**MATERIAL SUPPLIED:**

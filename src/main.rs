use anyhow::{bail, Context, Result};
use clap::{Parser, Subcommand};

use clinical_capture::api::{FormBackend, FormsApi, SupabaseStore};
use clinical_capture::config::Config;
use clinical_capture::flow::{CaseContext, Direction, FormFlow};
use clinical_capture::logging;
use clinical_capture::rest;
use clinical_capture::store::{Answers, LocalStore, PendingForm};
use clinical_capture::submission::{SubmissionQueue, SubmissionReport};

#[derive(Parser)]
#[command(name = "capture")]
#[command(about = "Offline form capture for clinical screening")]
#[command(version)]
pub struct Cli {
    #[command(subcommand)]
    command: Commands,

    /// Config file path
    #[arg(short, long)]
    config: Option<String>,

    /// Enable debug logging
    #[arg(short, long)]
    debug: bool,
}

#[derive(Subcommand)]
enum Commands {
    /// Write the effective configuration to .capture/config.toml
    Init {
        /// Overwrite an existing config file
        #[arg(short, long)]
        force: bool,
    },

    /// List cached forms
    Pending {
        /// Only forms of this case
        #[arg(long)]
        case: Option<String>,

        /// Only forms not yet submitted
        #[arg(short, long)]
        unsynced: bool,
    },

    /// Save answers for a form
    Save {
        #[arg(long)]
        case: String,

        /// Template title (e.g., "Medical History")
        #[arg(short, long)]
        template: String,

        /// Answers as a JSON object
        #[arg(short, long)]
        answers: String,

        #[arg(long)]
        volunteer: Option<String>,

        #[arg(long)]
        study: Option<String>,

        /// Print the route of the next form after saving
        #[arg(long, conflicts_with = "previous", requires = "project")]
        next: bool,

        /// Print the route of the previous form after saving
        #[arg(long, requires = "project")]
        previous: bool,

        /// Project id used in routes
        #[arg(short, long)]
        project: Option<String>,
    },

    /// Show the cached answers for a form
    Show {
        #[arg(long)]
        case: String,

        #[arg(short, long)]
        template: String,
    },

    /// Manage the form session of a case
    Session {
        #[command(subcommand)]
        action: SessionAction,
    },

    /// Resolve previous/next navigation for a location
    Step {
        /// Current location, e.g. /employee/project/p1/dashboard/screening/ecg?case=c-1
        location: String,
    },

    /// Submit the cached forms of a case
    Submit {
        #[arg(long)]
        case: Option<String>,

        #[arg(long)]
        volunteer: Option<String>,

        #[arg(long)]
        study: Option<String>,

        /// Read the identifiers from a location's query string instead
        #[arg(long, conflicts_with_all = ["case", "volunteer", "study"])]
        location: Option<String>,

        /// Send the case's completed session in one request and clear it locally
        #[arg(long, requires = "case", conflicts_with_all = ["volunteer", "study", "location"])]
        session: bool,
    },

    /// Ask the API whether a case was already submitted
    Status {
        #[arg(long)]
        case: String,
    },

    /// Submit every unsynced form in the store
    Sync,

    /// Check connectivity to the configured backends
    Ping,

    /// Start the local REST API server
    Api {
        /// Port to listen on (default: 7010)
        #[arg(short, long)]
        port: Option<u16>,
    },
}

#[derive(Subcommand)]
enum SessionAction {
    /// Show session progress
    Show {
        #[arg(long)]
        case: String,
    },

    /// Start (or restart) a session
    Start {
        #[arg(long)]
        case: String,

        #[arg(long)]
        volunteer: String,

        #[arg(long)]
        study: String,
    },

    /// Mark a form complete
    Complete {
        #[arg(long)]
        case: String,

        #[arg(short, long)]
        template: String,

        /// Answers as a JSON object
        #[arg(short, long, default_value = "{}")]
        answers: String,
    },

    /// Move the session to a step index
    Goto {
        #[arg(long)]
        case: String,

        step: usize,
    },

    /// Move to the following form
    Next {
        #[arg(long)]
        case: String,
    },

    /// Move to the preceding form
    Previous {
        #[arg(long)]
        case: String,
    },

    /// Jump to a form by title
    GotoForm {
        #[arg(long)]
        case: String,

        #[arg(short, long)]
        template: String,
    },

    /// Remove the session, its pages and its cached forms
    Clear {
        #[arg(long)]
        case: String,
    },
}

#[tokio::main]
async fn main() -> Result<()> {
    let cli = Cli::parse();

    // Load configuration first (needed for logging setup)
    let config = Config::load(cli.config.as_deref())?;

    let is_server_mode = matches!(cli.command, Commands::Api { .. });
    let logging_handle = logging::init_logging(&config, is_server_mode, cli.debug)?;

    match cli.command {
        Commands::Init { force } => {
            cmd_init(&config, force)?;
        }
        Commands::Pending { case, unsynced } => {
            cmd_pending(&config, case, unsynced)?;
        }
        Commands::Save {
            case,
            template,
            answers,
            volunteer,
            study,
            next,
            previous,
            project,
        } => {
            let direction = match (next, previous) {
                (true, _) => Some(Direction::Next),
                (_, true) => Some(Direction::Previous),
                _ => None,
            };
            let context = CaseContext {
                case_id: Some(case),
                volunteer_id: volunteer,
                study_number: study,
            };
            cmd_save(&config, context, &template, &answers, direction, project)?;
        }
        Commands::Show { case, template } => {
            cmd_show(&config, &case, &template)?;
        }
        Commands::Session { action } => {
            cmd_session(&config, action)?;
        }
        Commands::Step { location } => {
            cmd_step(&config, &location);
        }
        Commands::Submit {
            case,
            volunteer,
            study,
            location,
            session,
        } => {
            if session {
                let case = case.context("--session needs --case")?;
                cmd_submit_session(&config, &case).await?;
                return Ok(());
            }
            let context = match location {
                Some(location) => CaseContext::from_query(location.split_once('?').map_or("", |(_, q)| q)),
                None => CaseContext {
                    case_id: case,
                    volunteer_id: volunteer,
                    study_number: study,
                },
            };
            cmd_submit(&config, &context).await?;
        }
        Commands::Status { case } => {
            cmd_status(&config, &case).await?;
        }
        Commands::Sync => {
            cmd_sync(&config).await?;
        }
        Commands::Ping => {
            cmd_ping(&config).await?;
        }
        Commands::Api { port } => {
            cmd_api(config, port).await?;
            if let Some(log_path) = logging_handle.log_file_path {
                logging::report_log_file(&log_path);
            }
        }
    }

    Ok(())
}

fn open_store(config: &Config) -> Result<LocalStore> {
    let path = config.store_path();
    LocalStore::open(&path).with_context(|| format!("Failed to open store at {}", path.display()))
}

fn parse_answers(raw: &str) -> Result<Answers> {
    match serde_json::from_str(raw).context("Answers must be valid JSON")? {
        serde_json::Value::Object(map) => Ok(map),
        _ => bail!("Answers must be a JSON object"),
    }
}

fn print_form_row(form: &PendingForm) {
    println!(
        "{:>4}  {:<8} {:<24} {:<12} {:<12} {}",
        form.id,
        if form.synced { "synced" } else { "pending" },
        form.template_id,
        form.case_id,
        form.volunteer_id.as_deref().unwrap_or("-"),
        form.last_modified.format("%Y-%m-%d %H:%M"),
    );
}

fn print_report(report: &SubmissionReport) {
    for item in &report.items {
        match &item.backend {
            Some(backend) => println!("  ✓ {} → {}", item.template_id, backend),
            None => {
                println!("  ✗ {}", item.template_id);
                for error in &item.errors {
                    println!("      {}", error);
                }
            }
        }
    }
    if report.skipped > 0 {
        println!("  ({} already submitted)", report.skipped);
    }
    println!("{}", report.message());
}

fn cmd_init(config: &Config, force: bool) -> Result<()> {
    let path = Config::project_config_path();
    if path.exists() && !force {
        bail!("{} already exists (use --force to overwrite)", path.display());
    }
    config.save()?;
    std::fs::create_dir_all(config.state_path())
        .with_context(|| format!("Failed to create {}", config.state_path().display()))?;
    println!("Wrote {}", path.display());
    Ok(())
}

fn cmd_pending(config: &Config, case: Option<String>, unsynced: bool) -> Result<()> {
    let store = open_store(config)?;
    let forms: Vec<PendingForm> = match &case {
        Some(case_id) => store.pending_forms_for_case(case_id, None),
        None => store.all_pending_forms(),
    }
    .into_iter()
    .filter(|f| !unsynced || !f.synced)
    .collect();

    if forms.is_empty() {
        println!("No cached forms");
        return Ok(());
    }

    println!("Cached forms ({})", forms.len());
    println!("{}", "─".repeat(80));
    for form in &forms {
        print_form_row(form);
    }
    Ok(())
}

**PROBLEM:** Which lines of the data contain "SubmissionReport"? Copy them all.

**RESULT FOR THIS TASK:**
use clinical_capture::submission::{SubmissionQueue, SubmissionReport};
fn print_report(report: &SubmissionReport) {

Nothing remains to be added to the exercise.